→ WORK REQUEST
Among the entries below, count the lines containing the string "true". Only the count is needed.

→ SUPPLIED RECORDS
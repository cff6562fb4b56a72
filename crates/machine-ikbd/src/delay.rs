//! Delay providers for byte pacing.

use std::time::Duration;

use embedded_hal::delay::DelayNs;

/// Sleeps the calling thread.
#[derive(Debug, Default, Clone, Copy)]
pub struct StdDelay;

impl DelayNs for StdDelay {
    fn delay_ns(&mut self, ns: u32) {
        std::thread::sleep(Duration::from_nanos(u64::from(ns)));
    }
}

/// Returns immediately. Counts the time it was asked to wait.
#[derive(Debug, Default, Clone, Copy)]
pub struct NoDelay {
    requested_ns: u64,
}

impl NoDelay {
    #[must_use]
    pub fn new() -> Self {
        Self::default()
    }

    #[must_use]
    pub fn requested_us(&self) -> u64 {
        self.requested_ns / 1000
    }
}

impl DelayNs for NoDelay {
    fn delay_ns(&mut self, ns: u32) {
        self.requested_ns += u64::from(ns);
    }
}
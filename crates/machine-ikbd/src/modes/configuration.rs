use embedded_hal::delay::DelayNs;
use ikbd_core::Clock;

use super::{Link, LoopControl, ModeLoop};
use crate::board::{Board, KeyboardSource};

/// No keyboard source is connected; serial input is still passed through.
pub struct ConfigurationLoop<B, C, D> {
    link: Link<B, C, D>,
}

impl<B: Board, C: Clock + Clone, D: DelayNs> ConfigurationLoop<B, C, D> {
    pub fn new(mut link: Link<B, C, D>) -> Self {
        log::info!("Entering configuration mode");
        link.select_source(KeyboardSource::None);
        Self { link }
    }

    #[must_use]
    pub fn link(&self) -> &Link<B, C, D> {
        &self.link
    }
}

impl<B: Board, C: Clock + Clone, D: DelayNs> ModeLoop for ConfigurationLoop<B, C, D> {
    fn poll(&mut self) -> LoopControl {
        self.link.handle_rx();
        LoopControl::Continue
    }
}

#[cfg(test)]
mod tests {
    use super::*;
    use crate::board::VirtualBoard;
    use crate::modes::testing::rig;
    use crate::ports::IkbdState;

    #[test]
    fn no_source_and_rx_still_flows() {
        let mut rig = rig(VirtualBoard::new(), IkbdState::default());
        rig.receive(&[0x80, 0x01]);
        let mut mode = ConfigurationLoop::new(rig.link);
        assert_eq!(mode.link().board().source(), KeyboardSource::None);
        assert_eq!(mode.poll(), LoopControl::Continue);
        assert!(mode.link().detector().first_sequence_us().is_some());
    }
}
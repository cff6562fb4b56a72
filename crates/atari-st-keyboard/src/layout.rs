//! HID usage → ST scancode tables, one per keyboard layout.

use std::fmt;
use std::str::FromStr;

use crate::hid;
use crate::scancode as st;

/// Host keyboard layouts with their own translation table.
#[derive(Debug, Clone, Copy, PartialEq, Eq, Hash, Default)]
pub enum Layout {
    #[default]
    Us,
    Gb,
    De,
    Fr,
    It,
    Es,
}

impl Layout {
    pub const ALL: [Layout; 6] = [
        Layout::Us,
        Layout::Gb,
        Layout::De,
        Layout::Fr,
        Layout::It,
        Layout::Es,
    ];

    /// Parse a configured layout name ("us", "gb", ...), case-insensitive.
    #[must_use]
    pub fn from_name(name: &str) -> Option<Self> {
        Self::ALL
            .into_iter()
            .find(|layout| layout.name().eq_ignore_ascii_case(name.trim()))
    }

    #[must_use]
    pub const fn name(self) -> &'static str {
        match self {
            Layout::Us => "us",
            Layout::Gb => "gb",
            Layout::De => "de",
            Layout::Fr => "fr",
            Layout::It => "it",
            Layout::Es => "es",
        }
    }

    const fn table(self) -> &'static [u8; 128] {
        match self {
            Layout::Us => &US,
            Layout::Gb => &GB,
            Layout::De => &DE,
            Layout::Fr => &FR,
            Layout::It => &IT,
            Layout::Es => &ES,
        }
    }
}

impl fmt::Display for Layout {
    fn fmt(&self, f: &mut fmt::Formatter<'_>) -> fmt::Result {
        f.write_str(self.name())
    }
}

/// Error for an unrecognised layout name.
#[derive(Debug, Clone, PartialEq, Eq)]
pub struct UnknownLayout(pub String);

impl fmt::Display for UnknownLayout {
    fn fmt(&self, f: &mut fmt::Formatter<'_>) -> fmt::Result {
        write!(f, "unknown keyboard layout '{}'", self.0)
    }
}

impl std::error::Error for UnknownLayout {}

impl FromStr for Layout {
    type Err = UnknownLayout;

    fn from_str(s: &str) -> Result<Self, Self::Err> {
        Self::from_name(s).ok_or_else(|| UnknownLayout(s.to_string()))
    }
}

/// Positional mapping shared by every layout.
const BASE: &[(u8, u8)] = &[
    // Letters
    (0x04, st::A),
    (0x05, st::B),
    (0x06, st::C),
    (0x07, st::D),
    (0x08, st::E),
    (0x09, st::F),
    (0x0A, st::G),
    (0x0B, st::H),
    (0x0C, st::I),
    (0x0D, st::J),
    (0x0E, st::K),
    (0x0F, st::L),
    (0x10, st::M),
    (0x11, st::N),
    (0x12, st::O),
    (0x13, st::P),
    (0x14, st::Q),
    (0x15, st::R),
    (0x16, st::S),
    (0x17, st::T),
    (0x18, st::U),
    (0x19, st::V),
    (0x1A, st::W),
    (0x1B, st::X),
    (0x1C, st::Y),
    (0x1D, st::Z),
    // Digit row
    (0x1E, 0x02),
    (0x1F, 0x03),
    (0x20, 0x04),
    (0x21, 0x05),
    (0x22, 0x06),
    (0x23, 0x07),
    (0x24, 0x08),
    (0x25, 0x09),
    (0x26, 0x0A),
    (0x27, st::DIGIT_0),
    (hid::ENTER, st::RETURN),
    (hid::ESCAPE, st::ESC),
    (hid::BACKSPACE, st::BACKSPACE),
    (hid::TAB, st::TAB),
    (hid::SPACE, st::SPACE),
    (hid::MINUS, st::MINUS),
    (hid::EQUAL, st::EQUAL),
    (hid::BRACKET_LEFT, st::BRACKET_LEFT),
    (hid::BRACKET_RIGHT, st::BRACKET_RIGHT),
    (hid::BACKSLASH, st::BACKSLASH),
    (hid::NON_US_HASH, st::BACKSLASH),
    (hid::SEMICOLON, st::SEMICOLON),
    (hid::QUOTE, st::QUOTE),
    (hid::GRAVE, st::GRAVE),
    (hid::COMMA, st::COMMA),
    (hid::PERIOD, st::PERIOD),
    (hid::SLASH, st::SLASH),
    (hid::CAPS_LOCK, st::CAPS_LOCK),
    // F1-F10, then F11/F12 on Undo/Help
    (0x3A, 0x3B),
    (0x3B, 0x3C),
    (0x3C, 0x3D),
    (0x3D, 0x3E),
    (0x3E, 0x3F),
    (0x3F, 0x40),
    (0x40, 0x41),
    (0x41, 0x42),
    (0x42, 0x43),
    (0x43, st::F10),
    (0x44, st::UNDO),
    (hid::F12, st::HELP),
    // Editing and cursor block
    (hid::INSERT, st::INSERT),
    (hid::HOME, st::CLR_HOME),
    (hid::PAGE_UP, st::HELP),
    (hid::DELETE, st::DELETE),
    (hid::PAGE_DOWN, st::UNDO),
    (hid::RIGHT, st::RIGHT),
    (hid::LEFT, st::LEFT),
    (hid::DOWN, st::DOWN),
    (hid::UP, st::UP),
    // Keypad
    (hid::KP_SLASH, st::KP_SLASH),
    (hid::KP_STAR, st::KP_STAR),
    (hid::KP_MINUS, st::KP_MINUS),
    (hid::KP_PLUS, st::KP_PLUS),
    (hid::KP_ENTER, st::KP_ENTER),
    (0x59, st::KP_1),
    (0x5A, st::KP_2),
    (0x5B, st::KP_3),
    (0x5C, st::KP_4),
    (0x5D, st::KP_5),
    (0x5E, st::KP_6),
    (0x5F, st::KP_7),
    (0x60, st::KP_8),
    (0x61, st::KP_9),
    (hid::KP_0, st::KP_0),
    (hid::KP_PERIOD, st::KP_PERIOD),
    (hid::NON_US_BACKSLASH, st::ISO),
    // Num Lock and Scroll Lock sit where the ST has keypad parentheses.
    (hid::NUM_LOCK, st::KP_PAREN_LEFT),
    (hid::SCROLL_LOCK, st::KP_PAREN_RIGHT),
];

/// Continental ST keyboards put the key right of the main block (0x29)
/// beside Return, and the one left of 1 takes 0x2B.
const CONTINENTAL: &[(u8, u8)] = &[
    (hid::NON_US_HASH, st::GRAVE),
    (hid::GRAVE, st::BACKSLASH),
];

const fn build(overrides: &[(u8, u8)]) -> [u8; 128] {
    let mut table = [0u8; 128];
    let mut i = 0;
    while i < BASE.len() {
        let (usage, code) = BASE[i];
        table[usage as usize] = code;
        i += 1;
    }
    let mut i = 0;
    while i < overrides.len() {
        let (usage, code) = overrides[i];
        table[usage as usize] = code;
        i += 1;
    }
    table
}

static US: [u8; 128] = build(&[]);
static GB: [u8; 128] = build(&[]);
static DE: [u8; 128] = build(CONTINENTAL);
static FR: [u8; 128] = build(CONTINENTAL);
static IT: [u8; 128] = build(CONTINENTAL);
static ES: [u8; 128] = build(CONTINENTAL);

/// Translate a non-modifier HID usage. Returns 0 for unmapped usages.
#[must_use]
pub fn lookup(layout: Layout, usage: u8) -> u8 {
    layout
        .table()
        .get(usize::from(usage))
        .copied()
        .unwrap_or(0)
}

/// Result of translating one HID usage, modifiers included.
#[derive(Debug, Clone, Copy, Default, PartialEq, Eq)]
pub struct Translation {
    /// ST scancode, 0 when the usage has no ST key.
    pub scancode: u8,
    pub shift: bool,
    pub alt: bool,
    pub ctrl: bool,
}

/// Translate any HID usage, including the modifier usages 0xE0-0xE7,
/// which report which modifier they are.
#[must_use]
pub fn translate_hid(layout: Layout, usage: u8) -> Translation {
    let modifier = |scancode, shift, alt, ctrl| Translation {
        scancode,
        shift,
        alt,
        ctrl,
    };
    match usage {
        hid::LEFT_CTRL | hid::RIGHT_CTRL => modifier(st::CTRL, false, false, true),
        hid::LEFT_SHIFT => modifier(st::LSHIFT, true, false, false),
        hid::RIGHT_SHIFT => modifier(st::RSHIFT, true, false, false),
        hid::LEFT_ALT | hid::RIGHT_ALT => modifier(st::ALT, false, true, false),
        _ => Translation {
            scancode: lookup(layout, usage),
            ..Translation::default()
        },
    }
}

#[cfg(test)]
mod tests {
    use super::*;

    #[test]
    fn letters_are_positional_in_every_layout() {
        for layout in Layout::ALL {
            assert_eq!(lookup(layout, hid::A), st::A, "{layout}");
            assert_eq!(lookup(layout, hid::Z), st::Z, "{layout}");
            assert_eq!(lookup(layout, 0x1C), st::Y, "{layout}");
        }
    }

    #[test]
    fn continental_layouts_move_hash_key() {
        assert_eq!(lookup(Layout::Us, hid::NON_US_HASH), st::BACKSLASH);
        assert_eq!(lookup(Layout::De, hid::NON_US_HASH), st::GRAVE);
        assert_eq!(lookup(Layout::Es, hid::GRAVE), st::BACKSLASH);
    }

    #[test]
    fn function_and_cursor_keys() {
        assert_eq!(lookup(Layout::Us, hid::F1), st::F1);
        assert_eq!(lookup(Layout::Us, 0x43), st::F10);
        assert_eq!(lookup(Layout::Us, hid::UP), st::UP);
        assert_eq!(lookup(Layout::Us, hid::INSERT), st::INSERT);
        assert_eq!(lookup(Layout::Us, hid::HOME), st::CLR_HOME);
    }

    #[test]
    fn unmapped_and_out_of_range_usages_are_zero() {
        assert_eq!(lookup(Layout::Us, 0x00), 0);
        assert_eq!(lookup(Layout::Us, hid::PRINT_SCREEN), 0);
        assert_eq!(lookup(Layout::Us, 0xE1), 0);
    }

    #[test]
    fn translate_reports_modifiers() {
        let t = translate_hid(Layout::Gb, hid::RIGHT_SHIFT);
        assert_eq!(t.scancode, st::RSHIFT);
        assert!(t.shift && !t.alt && !t.ctrl);

        let t = translate_hid(Layout::Gb, hid::RIGHT_ALT);
        assert_eq!(t.scancode, st::ALT);
        assert!(t.alt);

        let t = translate_hid(Layout::Gb, hid::A);
        assert_eq!(t, Translation { scancode: st::A, ..Translation::default() });

        assert_eq!(translate_hid(Layout::Us, hid::LEFT_GUI).scancode, 0);
    }

    #[test]
    fn names_round_trip() {
        for layout in Layout::ALL {
            assert_eq!(layout.name().parse::<Layout>(), Ok(layout));
        }
        assert_eq!(Layout::from_name(" DE "), Some(Layout::De));
        assert!("xx".parse::<Layout>().is_err());
    }
}
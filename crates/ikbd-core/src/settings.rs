//! Named string parameters read at loop startup.

use std::collections::HashMap;

/// Lookup of persisted settings by parameter name.
///
/// Values are the raw strings as stored; parsing and defaults belong to
/// the consumer.
pub trait SettingsStore {
    fn find(&self, name: &str) -> Option<&str>;
}

impl SettingsStore for HashMap<String, String> {
    fn find(&self, name: &str) -> Option<&str> {
        self.get(name).map(String::as_str)
    }
}

impl<S: SettingsStore + ?Sized> SettingsStore for &S {
    fn find(&self, name: &str) -> Option<&str> {
        (**self).find(name)
    }
}
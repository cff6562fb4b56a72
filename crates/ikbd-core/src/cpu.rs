//! CPU core trait.

use crate::{Bus, Cycles};

/// A CPU core.
///
/// The IKBD CPU is stepped one whole instruction at a time; the caller
/// accumulates the returned cycle counts to pace on-chip peripherals.
pub trait Cpu {
    /// The type used for register inspection.
    type Registers;

    /// Execute one instruction (or service one pending interrupt) and
    /// return the cycles it took.
    fn step<B: Bus>(&mut self, bus: &mut B) -> Cycles;

    /// Returns the current program counter.
    fn pc(&self) -> u16;

    /// Returns a snapshot of all registers for inspection.
    fn registers(&self) -> Self::Registers;

    /// Returns true while the CPU waits for an interrupt (`WAI`/`SLP`).
    fn is_halted(&self) -> bool;

    /// Drive the level-sensitive maskable interrupt line.
    fn set_irq(&mut self, asserted: bool);

    /// Latch a non-maskable interrupt for the next step.
    fn nmi(&mut self);

    /// Reset the CPU, fetching the reset vector through the bus.
    fn reset<B: Bus>(&mut self, bus: &mut B);
}
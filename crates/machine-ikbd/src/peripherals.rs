//! The mouse emulator and joystick tracker, driven by the cooperative loop.

use std::sync::Arc;

use atari_st_keyboard::KeyStateTable;
use embedded_hal::digital::InputPin;
use hid_input::{InputSink, MouseButtons};
use ikbd_core::Clock;
use peripheral_st_joystick::{JoystickPort, JoystickTracker};
use peripheral_st_mouse::MouseEmulator;

use crate::ports::IkbdState;

/// Input-side owner of the pointer and joystick emulation.
pub struct Peripherals<C: Clock, P> {
    pub mouse: MouseEmulator<C>,
    pub joystick: JoystickTracker<P>,
    buttons: Arc<MouseButtons>,
}

impl<C: Clock, P: InputPin> Peripherals<C, P> {
    #[must_use]
    pub fn new(mouse: MouseEmulator<C>, joystick: JoystickTracker<P>) -> Self {
        Self {
            mouse,
            joystick,
            buttons: Arc::new(MouseButtons::new()),
        }
    }

    /// The shared state the CPU context reads, around `keys`.
    #[must_use]
    pub fn state(&self, keys: Arc<KeyStateTable>) -> IkbdState {
        IkbdState {
            keys,
            mouse: self.mouse.registers(),
            buttons: Arc::clone(&self.buttons),
            joystick: self.joystick.state(),
            matrix: Arc::default(),
        }
    }

    #[must_use]
    pub fn buttons(&self) -> &MouseButtons {
        &self.buttons
    }

    /// Advance the quadrature registers.
    pub fn advance_mouse(&mut self) {
        self.mouse.update();
    }

    /// Sample one joystick source. The original-mouse source drives the
    /// mouse emulator.
    pub fn update_joystick(&mut self, port: JoystickPort) {
        self.joystick.update(port, &mut self.mouse);
    }
}

impl<C: Clock, P: InputPin> InputSink for Peripherals<C, P> {
    fn update_mouse(&mut self, dx: i16, dy: i16, left: bool, right: bool) {
        self.buttons.set(left, right);
        self.mouse.set_speed(i32::from(dx), i32::from(dy));
    }

    fn set_joystick_state(&mut self, fire: u8, axis: u8) {
        self.joystick.set_state(fire, axis);
    }
}

#[cfg(test)]
mod tests {
    use super::*;
    use crate::board::{FloatingPin, unconnected_joystick};
    use ikbd_core::ManualClock;
    use rand::SeedableRng;
    use rand::rngs::SmallRng;

    fn peripherals() -> (Peripherals<ManualClock, FloatingPin>, ManualClock) {
        let clock = ManualClock::new();
        let mouse = MouseEmulator::new(clock.clone(), &mut SmallRng::seed_from_u64(1));
        (Peripherals::new(mouse, unconnected_joystick()), clock)
    }

    #[test]
    fn mouse_update_sets_buttons_and_speed() {
        let (mut p, _clock) = peripherals();
        InputSink::update_mouse(&mut p, 10, -4, true, false);
        assert_eq!(p.buttons().load(), 0x02);
        let (x, y) = p.mouse.periods();
        assert!(x > 0);
        assert!(y < 0);
    }

    #[test]
    fn shared_state_sees_buttons_and_joystick() {
        let (mut p, _clock) = peripherals();
        let state = p.state(Arc::new(KeyStateTable::new()));
        p.joystick.init_usb(true, 1);
        p.set_joystick_state(0x02, 0x08);
        InputSink::update_mouse(&mut p, 0, 0, false, true);
        assert_eq!(state.joystick.load(), (0x01, 0x80));
        assert_eq!(state.mouse_buttons(), 0x01);
    }

    #[test]
    fn quadrature_moves_with_time() {
        let (mut p, clock) = peripherals();
        let state = p.state(Arc::new(KeyStateTable::new()));
        let before = state.mouse.tick();
        InputSink::update_mouse(&mut p, 40, 0, false, false);
        clock.advance(10_000);
        p.advance_mouse();
        assert_ne!(state.mouse.tick().0, before.0);
        assert_eq!(state.mouse.tick().1, before.1);
    }
}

→ COMPLETED EXERCISE
8